• Brief
Word for word, return every record that follows.

• • • • •

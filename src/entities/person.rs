// 👤 Person - carries one tenure summary per tenure they belong to

use crate::schema::{null_as_default, FieldKind, Shape, Shaped};
use serde::{Deserialize, Serialize};
use serde_json::json;

#[derive(Debug, Clone, PartialEq, Serialize, Deserialize)]
#[serde(rename_all = "camelCase")]
pub struct PersonTenure {
    pub id: Option<String>,
    pub asset_id: Option<String>,
    pub property_reference: Option<String>,
    pub uprn: Option<String>,
    pub asset_full_address: Option<String>,
    pub payment_reference: Option<String>,
    pub start_date: Option<String>,
    pub end_date: Option<String>,
    #[serde(rename = "type")]
    pub tenure_type: Option<String>,
}

impl PersonTenure {
    pub fn shape() -> Shape {
        Shape::new("PersonTenure")
            .field("id", FieldKind::Text)
            .field("assetId", FieldKind::Text)
            .field("propertyReference", FieldKind::Text)
            .field("uprn", FieldKind::Text)
            .field("assetFullAddress", FieldKind::Text)
            .field("paymentReference", FieldKind::Text)
            .field("startDate", FieldKind::Text)
            .field("endDate", FieldKind::Text)
            .field("type", FieldKind::Text)
    }
}

#[derive(Debug, Clone, PartialEq, Serialize, Deserialize)]
#[serde(rename_all = "camelCase")]
pub struct Person {
    pub id: String,
    pub title: Option<String>,
    pub first_name: Option<String>,
    pub middle_name: Option<String>,
    pub surname: Option<String>,
    pub date_of_birth: Option<String>,
    #[serde(default, deserialize_with = "null_as_default")]
    pub person_types: Vec<String>,
    #[serde(default, deserialize_with = "null_as_default")]
    pub tenures: Vec<PersonTenure>,
    pub version_number: Option<i64>,
}

impl Person {
    /// The summary this person holds for a given tenure, if any
    pub fn tenure(&self, tenure_id: &str) -> Option<&PersonTenure> {
        self.tenures
            .iter()
            .find(|t| t.id.as_deref() == Some(tenure_id))
    }

    pub fn display_name(&self) -> String {
        [&self.first_name, &self.middle_name, &self.surname]
            .iter()
            .filter_map(|part| part.as_deref())
            .filter(|part| !part.is_empty())
            .collect::<Vec<_>>()
            .join(" ")
    }
}

impl Shaped for Person {
    fn shape() -> Shape {
        Shape::new("Person")
            .field("id", FieldKind::Text)
            .field("title", FieldKind::Text)
            .field("firstName", FieldKind::Text)
            .field("middleName", FieldKind::Text)
            .field("surname", FieldKind::Text)
            .field("dateOfBirth", FieldKind::Text)
            .field_or("personTypes", FieldKind::list_of(FieldKind::Text), json!([]))
            .field_or(
                "tenures",
                FieldKind::list_of(FieldKind::Nested(PersonTenure::shape())),
                json!([]),
            )
            .field("versionNumber", FieldKind::Integer)
    }
}

#[cfg(test)]
mod tests {
    use super::*;
    use crate::schema::coerce;

    #[test]
    fn test_person_tenure_lookup() {
        let person = coerce::<Person>(&json!({
            "id": "p1",
            "firstName": "Jo",
            "surname": "Bloggs",
            "tenures": [
                {"id": "t1", "startDate": "2020-01-01", "type": "Secure"},
                {"id": "t2", "startDate": "2015-06-01", "type": "Introductory"}
            ]
        }))
        .unwrap()
        .value;

        assert_eq!(person.tenure("t2").and_then(|t| t.tenure_type.as_deref()), Some("Introductory"));
        assert!(person.tenure("t3").is_none());
        assert_eq!(person.display_name(), "Jo Bloggs");
    }
}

• • • • •

• Task answer
filename src/entities/person.rs
// 👤 Person - carries one tenure summary per tenure they belong to

use crate::schema::{null_as_default, FieldKind, Shape, Shaped};
use serde::{Deserialize, Serialize};
use serde_json::json;

#[derive(Debug, Clone, PartialEq, Serialize, Deserialize)]
#[serde(rename_all = "camelCase")]
pub struct PersonTenure {
    pub id: Option<String>,
    pub asset_id: Option<String>,
    pub property_reference: Option<String>,
    pub uprn: Option<String>,
    pub asset_full_address: Option<String>,
    pub payment_reference: Option<String>,
    pub start_date: Option<String>,
    pub end_date: Option<String>,
    #[serde(rename = "type")]
    pub tenure_type: Option<String>,
}

impl PersonTenure {
    pub fn shape() -> Shape {
        Shape::new("PersonTenure")
            .field("id", FieldKind::Text)
            .field("assetId", FieldKind::Text)
            .field("propertyReference", FieldKind::Text)
            .field("uprn", FieldKind::Text)
            .field("assetFullAddress", FieldKind::Text)
            .field("paymentReference", FieldKind::Text)
            .field("startDate", FieldKind::Text)
            .field("endDate", FieldKind::Text)
            .field("type", FieldKind::Text)
    }
}

#[derive(Debug, Clone, PartialEq, Serialize, Deserialize)]
#[serde(rename_all = "camelCase")]
pub struct Person {
    pub id: String,
    pub title: Option<String>,
    pub first_name: Option<String>,
    pub middle_name: Option<String>,
    pub surname: Option<String>,
    pub date_of_birth: Option<String>,
    #[serde(default, deserialize_with = "null_as_default")]
    pub person_types: Vec<String>,
    #[serde(default, deserialize_with = "null_as_default")]
    pub tenures: Vec<PersonTenure>,
    pub version_number: Option<i64>,
}

impl Person {
    /// The summary this person holds for a given tenure, if any
    pub fn tenure(&self, tenure_id: &str) -> Option<&PersonTenure> {
        self.tenures
            .iter()
            .find(|t| t.id.as_deref() == Some(tenure_id))
    }

    pub fn display_name(&self) -> String {
        [&self.first_name, &self.middle_name, &self.surname]
            .iter()
            .filter_map(|part| part.as_deref())
            .filter(|part| !part.is_empty())
            .collect::<Vec<_>>()
            .join(" ")
    }
}

impl Shaped for Person {
    fn shape() -> Shape {
        Shape::new("Person")
            .field("id", FieldKind::Text)
            .field("title", FieldKind::Text)
            .field("firstName", FieldKind::Text)
            .field("middleName", FieldKind::Text)
            .field("surname", FieldKind::Text)
            .field("dateOfBirth", FieldKind::Text)
            .field_or("personTypes", FieldKind::list_of(FieldKind::Text), json!([]))
            .field_or(
                "tenures",
                FieldKind::list_of(FieldKind::Nested(PersonTenure::shape())),
                json!([]),
            )
            .field("versionNumber", FieldKind::Integer)
    }
}

#[cfg(test)]
mod tests {
    use super::*;
    use crate::schema::coerce;

    #[test]
    fn test_person_tenure_lookup() {
        let person = coerce::<Person>(&json!({
            "id": "p1",
            "firstName": "Jo",
            "surname": "Bloggs",
            "tenures": [
                {"id": "t1", "startDate": "2020-01-01", "type": "Secure"},
                {"id": "t2", "startDate": "2015-06-01", "type": "Introductory"}
            ]
        }))
        .unwrap()
        .value;

        assert_eq!(person.tenure("t2").and_then(|t| t.tenure_type.as_deref()), Some("Introductory"));
        assert!(person.tenure("t3").is_none());
        assert_eq!(person.display_name(), "Jo Bloggs");
    }
}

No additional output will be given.